» WORK REQUIRED
A full, exact copy of the records below is the required answer.

[Stored data]
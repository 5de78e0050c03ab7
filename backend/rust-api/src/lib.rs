use axum::{
    extract::DefaultBodyLimit,
    http::{header, HeaderName, Method},
    middleware,
    routing::{get, post, put},
    Router,
};
use std::sync::Arc;
use tower::ServiceBuilder;
use tower_http::{
    compression::CompressionLayer,
    cors::{Any, CorsLayer},
    services::ServeDir,
    trace::TraceLayer,
};

pub mod config;
pub mod error;
pub mod extractors;
pub mod handlers;
pub mod metrics;
pub mod middlewares;
pub mod models;
pub mod services;

pub use config::Config;
pub use services::AppState;

use middlewares::auth::{auth_middleware, student_guard, teacher_guard};
use models::user::STUDENT_IMAGES_ROOT;

/// Headroom for the non-file parts of a multipart body.
const MULTIPART_OVERHEAD_BYTES: usize = 64 * 1024;

pub fn create_router(app_state: Arc<AppState>) -> Router {
    let cors = CorsLayer::new()
        .allow_methods([
            Method::GET,
            Method::POST,
            Method::PUT,
            Method::DELETE,
            Method::OPTIONS,
        ])
        .allow_headers([
            header::AUTHORIZATION,
            header::CONTENT_TYPE,
            HeaderName::from_static(middlewares::request_id::REQUEST_ID_HEADER),
        ])
        .allow_origin(Any);

    let images = ServeDir::new(&app_state.config.upload_dir);
    let upload_limit = DefaultBodyLimit::max(
        app_state.config.upload_max_bytes + MULTIPART_OVERHEAD_BYTES,
    );

    let protected = Router::new()
        .merge(user_routes(upload_limit))
        .merge(classroom_routes())
        .merge(task_routes())
        .merge(progress_routes())
        .route(
            "/dashboard",
            get(handlers::dashboard::teacher_dashboard)
                .route_layer(middleware::from_fn(teacher_guard)),
        )
        .route_layer(middleware::from_fn_with_state(
            app_state.clone(),
            auth_middleware,
        ));

    Router::new()
        .route("/health", get(handlers::health_check))
        .route(
            "/metrics",
            get(handlers::metrics_handler)
                .layer(middleware::from_fn(handlers::metrics_auth_middleware)),
        )
        .route(
            "/users/register/teacher",
            post(handlers::users::register_teacher),
        )
        .route("/users/login", post(handlers::users::login))
        .merge(protected)
        .nest_service(STUDENT_IMAGES_ROOT.trim_end_matches('/'), images)
        .with_state(app_state)
        .layer(
            ServiceBuilder::new()
                .layer(TraceLayer::new_for_http())
                .layer(middleware::from_fn(
                    middlewares::request_id::request_id_middleware,
                ))
                .layer(middleware::from_fn(
                    middlewares::metrics::metrics_middleware,
                ))
                .layer(CompressionLayer::new())
                .layer(cors),
        )
}

fn user_routes(upload_limit: DefaultBodyLimit) -> Router<Arc<AppState>> {
    use handlers::users;

    Router::new()
        .route(
            "/users/register/student",
            post(users::register_student)
                .layer(upload_limit)
                .route_layer(middleware::from_fn(teacher_guard)),
        )
        .route(
            "/users",
            get(users::list_users).route_layer(middleware::from_fn(teacher_guard)),
        )
        .route(
            "/users/{id}",
            get(users::get_user).put(users::update_user).merge(
                axum::routing::delete(users::delete_user)
                    .route_layer(middleware::from_fn(teacher_guard)),
            ),
        )
        .route(
            "/users/{id}/photo",
            post(users::update_photo).layer(upload_limit),
        )
}

fn classroom_routes() -> Router<Arc<AppState>> {
    use handlers::classrooms;

    Router::new()
        .route(
            "/classrooms",
            get(classrooms::list_classrooms).post(classrooms::create_classroom),
        )
        .route(
            "/classrooms/{id}",
            get(classrooms::get_classroom)
                .put(classrooms::update_classroom)
                .delete(classrooms::delete_classroom),
        )
        .route_layer(middleware::from_fn(teacher_guard))
}

fn task_routes() -> Router<Arc<AppState>> {
    use handlers::tasks;

    Router::new()
        .route(
            "/tasks",
            get(tasks::list_tasks).merge(
                post(tasks::create_task).route_layer(middleware::from_fn(teacher_guard)),
            ),
        )
        .route(
            "/tasks/{id}",
            get(tasks::get_task).merge(
                put(tasks::update_task)
                    .delete(tasks::delete_task)
                    .route_layer(middleware::from_fn(teacher_guard)),
            ),
        )
}

fn progress_routes() -> Router<Arc<AppState>> {
    use handlers::progress;

    Router::new()
        .route(
            "/progress/student/{id}",
            get(progress::student_progress),
        )
        .route(
            "/progress/task/{id}",
            get(progress::task_progress).route_layer(middleware::from_fn(teacher_guard)),
        )
        .route(
            "/progress/submit",
            post(progress::submit_task).route_layer(middleware::from_fn(student_guard)),
        )
        .route("/progress/update", put(progress::update_progress))
}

» TASK RESULT
repository 5de78e0050c03ab7
filename backend/rust-api/src/lib.rs
use axum::{
    extract::DefaultBodyLimit,
    http::{header, HeaderName, Method},
    middleware,
    routing::{get, post, put},
    Router,
};
use std::sync::Arc;
use tower::ServiceBuilder;
use tower_http::{
    compression::CompressionLayer,
    cors::{Any, CorsLayer},
    services::ServeDir,
    trace::TraceLayer,
};

pub mod config;
pub mod error;
pub mod extractors;
pub mod handlers;
pub mod metrics;
pub mod middlewares;
pub mod models;
pub mod services;

pub use config::Config;
pub use services::AppState;

use middlewares::auth::{auth_middleware, student_guard, teacher_guard};
use models::user::STUDENT_IMAGES_ROOT;

/// Headroom for the non-file parts of a multipart body.
const MULTIPART_OVERHEAD_BYTES: usize = 64 * 1024;

pub fn create_router(app_state: Arc<AppState>) -> Router {
    let cors = CorsLayer::new()
        .allow_methods([
            Method::GET,
            Method::POST,
            Method::PUT,
            Method::DELETE,
            Method::OPTIONS,
        ])
        .allow_headers([
            header::AUTHORIZATION,
            header::CONTENT_TYPE,
            HeaderName::from_static(middlewares::request_id::REQUEST_ID_HEADER),
        ])
        .allow_origin(Any);

    let images = ServeDir::new(&app_state.config.upload_dir);
    let upload_limit = DefaultBodyLimit::max(
        app_state.config.upload_max_bytes + MULTIPART_OVERHEAD_BYTES,
    );

    let protected = Router::new()
        .merge(user_routes(upload_limit))
        .merge(classroom_routes())
        .merge(task_routes())
        .merge(progress_routes())
        .route(
            "/dashboard",
            get(handlers::dashboard::teacher_dashboard)
                .route_layer(middleware::from_fn(teacher_guard)),
        )
        .route_layer(middleware::from_fn_with_state(
            app_state.clone(),
            auth_middleware,
        ));

    Router::new()
        .route("/health", get(handlers::health_check))
        .route(
            "/metrics",
            get(handlers::metrics_handler)
                .layer(middleware::from_fn(handlers::metrics_auth_middleware)),
        )
        .route(
            "/users/register/teacher",
            post(handlers::users::register_teacher),
        )
        .route("/users/login", post(handlers::users::login))
        .merge(protected)
        .nest_service(STUDENT_IMAGES_ROOT.trim_end_matches('/'), images)
        .with_state(app_state)
        .layer(
            ServiceBuilder::new()
                .layer(TraceLayer::new_for_http())
                .layer(middleware::from_fn(
                    middlewares::request_id::request_id_middleware,
                ))
                .layer(middleware::from_fn(
                    middlewares::metrics::metrics_middleware,
                ))
                .layer(CompressionLayer::new())
                .layer(cors),
        )
}

fn user_routes(upload_limit: DefaultBodyLimit) -> Router<Arc<AppState>> {
    use handlers::users;

    Router::new()
        .route(
            "/users/register/student",
            post(users::register_student)
                .layer(upload_limit)
                .route_layer(middleware::from_fn(teacher_guard)),
        )
        .route(
            "/users",
            get(users::list_users).route_layer(middleware::from_fn(teacher_guard)),
        )
        .route(
            "/users/{id}",
            get(users::get_user).put(users::update_user).merge(
                axum::routing::delete(users::delete_user)
                    .route_layer(middleware::from_fn(teacher_guard)),
            ),
        )
        .route(
            "/users/{id}/photo",
            post(users::update_photo).layer(upload_limit),
        )
}

fn classroom_routes() -> Router<Arc<AppState>> {
    use handlers::classrooms;

    Router::new()
        .route(
            "/classrooms",
            get(classrooms::list_classrooms).post(classrooms::create_classroom),
        )
        .route(
            "/classrooms/{id}",
            get(classrooms::get_classroom)
                .put(classrooms::update_classroom)
                .delete(classrooms::delete_classroom),
        )
        .route_layer(middleware::from_fn(teacher_guard))
}

fn task_routes() -> Router<Arc<AppState>> {
    use handlers::tasks;

    Router::new()
        .route(
            "/tasks",
            get(tasks::list_tasks).merge(
                post(tasks::create_task).route_layer(middleware::from_fn(teacher_guard)),
            ),
        )
        .route(
            "/tasks/{id}",
            get(tasks::get_task).merge(
                put(tasks::update_task)
                    .delete(tasks::delete_task)
                    .route_layer(middleware::from_fn(teacher_guard)),
            ),
        )
}

fn progress_routes() -> Router<Arc<AppState>> {
    use handlers::progress;

    Router::new()
        .route(
            "/progress/student/{id}",
            get(progress::student_progress),
        )
        .route(
            "/progress/task/{id}",
            get(progress::task_progress).route_layer(middleware::from_fn(teacher_guard)),
        )
        .route(
            "/progress/submit",
            post(progress::submit_task).route_layer(middleware::from_fn(student_guard)),
        )
        .route("/progress/update", put(progress::update_progress))
}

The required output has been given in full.